Exploring options in which pulses can fully or partially replace other ingredients in regularly consumed food products is one way to increase the utilization of pulse ingredients in North America. Detection of off aroma and/or flavour are among the major concerns for the utilization of pulses. Previous studies have shown that heat treated pulse flour through micronization was effective at reducing the beany notes. This study looked at other common heat treatment processes used in the manufacture of crumbs to be applied to pulse flours. The objectives included evaluating the effectiveness in the reduction of unfavourable pulse aroma and flavour characteristics and the suitability of a pulse based crumb to replace wheat crumb as a binder in ground beef patties.
Three market classes of pulses (low-tannin faba beans, yellow peas, and red lentils) were subjected to a sheeted crumb process and two extrusion methods. One extrusion method yielded an open structured crumb and the other a closed structured crumb. The faba bean flours in combination with the closed crumb processing failed to deliver a usable crumb like product. The higher protein and lower starch content combined with lower exit pressure may have contributed to the lack of expansion necessary for the manufacture of the crumb. Extruded crumbs were comprised of 100% pulse flour. The pulse flour was reduced to 60% in the sheeted crumbs and rice flour (20%) and tapioca starch (20%) were incorporated to achieve mechanical characteristics necessary for the sheeting process. A trained sensory panel described the intensity of aroma and flavour attributes of the pulse crumbs and their parent flour to evaluate the impact of processing. Final data collection focused on the yellow pea and red lentil market classes for each of the closed, open, and sheeted crumb types. Results showed a reduction in pea aroma and flavour and an increase in wheaty aroma and flavour for all three processes. Sheeted crumbs showed the largest shift in aroma and flavour intensities followed by open and then closed crumbs. Processing method resulted in greater impact than pulse market classes.
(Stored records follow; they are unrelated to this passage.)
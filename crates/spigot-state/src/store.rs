//! File-backed persistence for catalogs, run summaries, and stream state.

use anyhow::Result;
use std::fs;
use std::path::{Path, PathBuf};
use tracing::info;
use uuid::Uuid;

use spigot_core::Catalog;

use crate::schema::{RunSummary, StateDocument};

/// Store for run summaries and checkpointed state under a base directory.
pub struct RunStore {
    base_path: PathBuf,
}

impl RunStore {
    pub fn new(base_path: impl AsRef<Path>) -> Result<Self> {
        let base_path = base_path.as_ref().to_path_buf();
        fs::create_dir_all(&base_path)?;
        Ok(Self { base_path })
    }

    /// Directory for one run.
    pub fn run_path(&self, run_id: &Uuid) -> PathBuf {
        self.base_path.join("runs").join(run_id.to_string())
    }

    /// Create the run directory and write the initial summary.
    pub fn init_run(&self, summary: &RunSummary) -> Result<PathBuf> {
        let run_path = self.run_path(&summary.run_id);
        fs::create_dir_all(&run_path)?;
        self.update_summary(summary)?;
        info!("Initialized run at {:?}", run_path);
        Ok(run_path)
    }

    pub fn update_summary(&self, summary: &RunSummary) -> Result<()> {
        let path = self.run_path(&summary.run_id).join("summary.json");
        fs::write(&path, serde_json::to_string_pretty(summary)?)?;
        Ok(())
    }

    pub fn load_summary(run_path: &Path) -> Result<RunSummary> {
        let content = fs::read_to_string(run_path.join("summary.json"))?;
        Ok(serde_json::from_str(&content)?)
    }

    /// Flush the bookmark document for a run. Called at checkpoint
    /// boundaries and at stream completion.
    pub fn write_state(&self, run_id: &Uuid, state: &StateDocument) -> Result<PathBuf> {
        let path = self.run_path(run_id).join("state.json");
        fs::write(&path, serde_json::to_string_pretty(state)?)?;
        Ok(path)
    }

    /// Load a bookmark document persisted by an earlier run.
    pub fn load_state(path: &Path) -> Result<StateDocument> {
        let content = fs::read_to_string(path)?;
        Ok(serde_json::from_str(&content)?)
    }

    /// The most recently modified run directory, if any.
    pub fn latest_run(&self) -> Result<Option<PathBuf>> {
        let runs_path = self.base_path.join("runs");
        if !runs_path.exists() {
            return Ok(None);
        }

        let mut entries: Vec<_> = fs::read_dir(&runs_path)?
            .filter_map(|e| e.ok())
            .filter(|e| e.path().is_dir())
            .collect();

        entries.sort_by(|a, b| {
            b.metadata()
                .and_then(|m| m.modified())
                .unwrap_or(std::time::SystemTime::UNIX_EPOCH)
                .cmp(
                    &a.metadata()
                        .and_then(|m| m.modified())
                        .unwrap_or(std::time::SystemTime::UNIX_EPOCH),
                )
        });

        Ok(entries.first().map(|e| e.path()))
    }
}

/// Write a catalog document to `path` as pretty JSON.
pub fn save_catalog(path: &Path, catalog: &Catalog) -> Result<()> {
    fs::write(path, serde_json::to_string_pretty(catalog)?)?;
    info!("Wrote catalog with {} stream(s) to {:?}", catalog.len(), path);
    Ok(())
}

/// Load a previously persisted catalog document verbatim.
pub fn load_catalog(path: &Path) -> Result<Catalog> {
    let content = fs::read_to_string(path)?;
    Ok(serde_json::from_str(&content)?)
}

#[cfg(test)]
mod tests {
    use super::*;
    use crate::schema::{StreamState, StreamStatus};
    use serde_json::json;
    use tempfile::tempdir;

    #[test]
    fn test_run_store_creates_directory() {
        let dir = tempdir().unwrap();
        let nested = dir.path().join("deep").join("state");
        let store = RunStore::new(&nested).unwrap();
        assert!(store.base_path.exists());
    }

    #[test]
    fn test_init_run_writes_summary() {
        let dir = tempdir().unwrap();
        let store = RunStore::new(dir.path()).unwrap();
        let summary = RunSummary::new();

        let run_path = store.init_run(&summary).unwrap();
        assert!(run_path.join("summary.json").exists());

        let loaded = RunStore::load_summary(&run_path).unwrap();
        assert_eq!(loaded.run_id, summary.run_id);
    }

    #[test]
    fn test_update_summary_round_trip() {
        let dir = tempdir().unwrap();
        let store = RunStore::new(dir.path()).unwrap();
        let mut summary = RunSummary::new();
        let run_path = store.init_run(&summary).unwrap();

        let mut stream = StreamState::new("main.main.t");
        stream.begin();
        stream.checkpoint(Some(json!(7)));
        summary.upsert_stream(stream);
        summary.finish();
        store.update_summary(&summary).unwrap();

        let loaded = RunStore::load_summary(&run_path).unwrap();
        assert_eq!(loaded.streams.len(), 1);
        assert_eq!(loaded.streams[0].status, StreamStatus::Checkpointed);
        assert_eq!(loaded.streams[0].bookmark, Some(json!(7)));
    }

    #[test]
    fn test_write_and_load_state() {
        let dir = tempdir().unwrap();
        let store = RunStore::new(dir.path()).unwrap();
        let summary = RunSummary::new();
        store.init_run(&summary).unwrap();

        let mut document = StateDocument::default();
        document.set("main.main.t", Some(json!(42)));
        let path = store.write_state(&summary.run_id, &document).unwrap();

        let loaded = RunStore::load_state(&path).unwrap();
        assert_eq!(loaded, document);
    }

    #[test]
    fn test_latest_run_empty() {
        let dir = tempdir().unwrap();
        let store = RunStore::new(dir.path()).unwrap();
        assert!(store.latest_run().unwrap().is_none());
    }

    #[test]
    fn test_latest_run_picks_newest() {
        let dir = tempdir().unwrap();
        let store = RunStore::new(dir.path()).unwrap();

        store.init_run(&RunSummary::new()).unwrap();
        std::thread::sleep(std::time::Duration::from_millis(50));
        let second = RunSummary::new();
        let second_path = store.init_run(&second).unwrap();

        assert_eq!(store.latest_run().unwrap().unwrap(), second_path);
    }

    #[test]
    fn test_catalog_save_load_round_trip() {
        let dir = tempdir().unwrap();
        let path = dir.path().join("catalog.json");
        let catalog = Catalog::default();
        save_catalog(&path, &catalog).unwrap();
        let loaded = load_catalog(&path).unwrap();
        assert_eq!(loaded, catalog);
    }

    #[test]
    fn test_load_state_missing_file_errors() {
        let result = RunStore::load_state(Path::new("/nonexistent/state.json"));
        assert!(result.is_err());
    }
}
• Beef burgers containing pea and lentil prepared from closed and open crumbs (extruded), and sheeted crumbs at 5% inclusion level, were not significantly different than the wheat control in cook loss and patty dimensions.
• Extruded crumbs produced burgers with greater cohesion, springiness and chewiness compared to the sheeted crumbs and wheat control.
• The consumer sensory panel indicated positive acceptance of burgers using pulse based crumbs, with the exception of the yellow pea open crumb treatment which was described more frequently as beany and off flavour.
• Extrusion technology and sheeted processing reduced the pea aroma and flavour of pulse flours. The sheeted pulse crumbs properties showed the greatest similarity to the sheeted wheat crumb control and had the largest reduction in pea aroma and flavor intensities.
• Extrusion and sheeting produced functionally acceptable pulse crumbs that could be utilized as a gluten free alternative to a standardly used wheat crumb for meat binder applications.